Nature of Job: Self-directed project for a fictitious client

Purpose or Goal: My client needed a new mark that would better represent the values of their small business and also to attract their preferred customers: pregnant women.

They wanted their new identity to be vibrant, positive and uplifting while also being elegant.

My thinking was to draw on inspiration from existing marks and branding from natural skincare and beauty products (hence the typeface of the “Z” monogram); As I think those are products that demographic would likely use.

I also thought it was important to create mark that had a visual relationship to acupunture as my clients business isn’t well known and they’re operating in a very competitive market.

Let me know if you think I hit the mark or how I could do better!

Please be brutally honest, the only way I’ll grow is from the feedback!

The details in dots and needles and all that will be lost in print, or in danger of being lost, plus a nightmare to embroider or use somewhere else on different substrates.

Your colours need to be appropriately named, Navy Blue is not good enough, it needs a Pantone reference or a RIP could mix it up in print.
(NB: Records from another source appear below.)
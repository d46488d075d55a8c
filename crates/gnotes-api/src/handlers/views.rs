//! Page-level views: landing, notes workspace, analytics, health.

use axum::extract::{Query, State};
use axum::Json;
use chrono::Local;
use serde::{Deserialize, Serialize};
use serde_json::json;
use tracing::warn;

use gnotes_core::{AiUsageCounts, AnalyticsSnapshot, WorkspaceView};

use crate::error::ApiError;
use crate::state::AppState;

#[derive(Debug, Default, Deserialize)]
pub struct TagQuery {
    pub tag: Option<String>,
}

pub async fn landing() -> Json<serde_json::Value> {
    Json(json!({
        "name": "GenAI Notes",
        "tagline": "Transform Your Notes with AI",
        "description": "Create, organize, and discover insights from your notes with \
                        intelligent search and smart suggestions.",
        "features": [
            "AI auto-title",
            "Shorthand expansion",
            "Note summaries",
            "Semantic search",
            "Related notes",
            "Tag filtering",
            "Usage analytics"
        ],
        "links": {
            "notes": "/notes",
            "analytics": "/analytics",
            "api": "/api/v1/notes",
            "health": "/health"
        }
    }))
}

/// The notes workspace. The collection is fetched on every visit; a failed
/// fetch is reported in `load_error` next to the last known notes.
pub async fn notes_view(
    State(state): State<AppState>,
    Query(query): Query<TagQuery>,
) -> Json<WorkspaceView> {
    // failure is recorded on the workspace and rendered in the view
    let _ = state.workspace.load().await;
    Json(state.workspace.view(query.tag.as_deref()).await)
}

/// Where the AI usage counts in an analytics response came from.
#[derive(Debug, Clone, Copy, PartialEq, Eq, Serialize)]
#[serde(rename_all = "snake_case")]
pub enum UsageSource {
    Live,
    /// Usage log unreadable; counts from the last stored snapshot.
    Cached,
    /// Usage log unreadable and nothing cached; counts are zero.
    Unavailable,
}

#[derive(Debug, Serialize)]
pub struct AnalyticsResponse {
    #[serde(flatten)]
    pub snapshot: AnalyticsSnapshot,
    pub ai_usage_source: UsageSource,
}

pub async fn analytics(State(state): State<AppState>) -> Result<Json<AnalyticsResponse>, ApiError> {
    let notes = state.store().list().await?;

    let (ai_usage, ai_usage_source) = match state.usage_log.list().await {
        Ok(events) => (AiUsageCounts::from_events(&events), UsageSource::Live),
        Err(e) => {
            warn!(subsystem = "api", op = "analytics", error = %e, "AI usage log unavailable");
            match state.analytics_cache.load().await {
                Some(cached) => (cached.ai_usage, UsageSource::Cached),
                None => (AiUsageCounts::default(), UsageSource::Unavailable),
            }
        }
    };

    let snapshot = AnalyticsSnapshot::compute(&notes, ai_usage, &Local::now());
    if ai_usage_source == UsageSource::Live {
        if let Err(e) = state.analytics_cache.store(&snapshot).await {
            warn!(subsystem = "api", op = "analytics", error = %e, "Failed to store analytics snapshot");
        }
    }

    Ok(Json(AnalyticsResponse {
        snapshot,
        ai_usage_source,
    }))
}

pub async fn health() -> Json<serde_json::Value> {
    Json(json!({
        "status": "ok",
        "version": env!("CARGO_PKG_VERSION"),
    }))
}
RIPs have CLUTs (colour lookup tables) and a list of the breakdowns of colours, it will know what Reflex Blue is and how to convert it - but it won’t know what Navy Blue is - so it could actually be converted to any colour and that would be bad!

Plus, another person/company wouldn’t know what Navy Blue is so you’ll have colour consistency problems.
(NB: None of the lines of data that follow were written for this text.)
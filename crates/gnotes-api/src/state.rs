//! Shared handler state.

use std::sync::Arc;

use gnotes_core::{
    ActionTracker, AiUsageLog, CompletionBackend, EmbeddingBackend, NoteStore, NotesWorkspace,
};
use gnotes_inference::{Assistant, RetryPolicy};
use gnotes_search::{SearchConfig, SemanticSearch};

use crate::services::AnalyticsCache;

#[derive(Clone)]
pub struct AppState {
    pub workspace: Arc<NotesWorkspace>,
    pub assistant: Arc<Assistant>,
    pub search: Arc<SemanticSearch>,
    pub tracker: Arc<ActionTracker>,
    pub usage_log: Arc<dyn AiUsageLog>,
    pub analytics_cache: AnalyticsCache,
}

/// Collaborators [`AppState`] is built from.
pub struct Backends {
    pub store: Arc<dyn NoteStore>,
    pub usage_log: Arc<dyn AiUsageLog>,
    pub completion: Arc<dyn CompletionBackend>,
    pub embedder: Arc<dyn EmbeddingBackend>,
}

impl AppState {
    pub fn new(backends: Backends) -> Self {
        Self::with_options(
            backends,
            SearchConfig::default(),
            RetryPolicy::default(),
            AnalyticsCache::disabled(),
        )
    }

    pub fn with_options(
        backends: Backends,
        search: SearchConfig,
        retry: RetryPolicy,
        analytics_cache: AnalyticsCache,
    ) -> Self {
        let Backends {
            store,
            usage_log,
            completion,
            embedder,
        } = backends;

        Self {
            workspace: Arc::new(NotesWorkspace::new(store.clone()).with_embedder(embedder.clone())),
            assistant: Arc::new(Assistant::new(completion, usage_log.clone()).with_retry(retry)),
            search: Arc::new(SemanticSearch::new(store, embedder).with_config(search)),
            tracker: Arc::new(ActionTracker::new()),
            usage_log,
            analytics_cache,
        }
    }

    pub fn store(&self) -> &Arc<dyn NoteStore> {
        self.workspace.store()
    }
}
You’ll need CMYK breakdowns too for coated and uncoated stocks.

Overall, it’s good.

1 Like

The serifed white (or light pink?) text on the pink is hard to read.

To my eye, the orange is a bit jarring against the subtlety of the pink. It may be intentional. It’s not a calming combination and orange usually denotes “hot.” I’m not saying it’s wrong, and I’m certainly not your demographic, so lets see what others say. Plus, I’m not a fan of “hot” orange because it always wants to shift green on a 4-color spew press (inkjet digital)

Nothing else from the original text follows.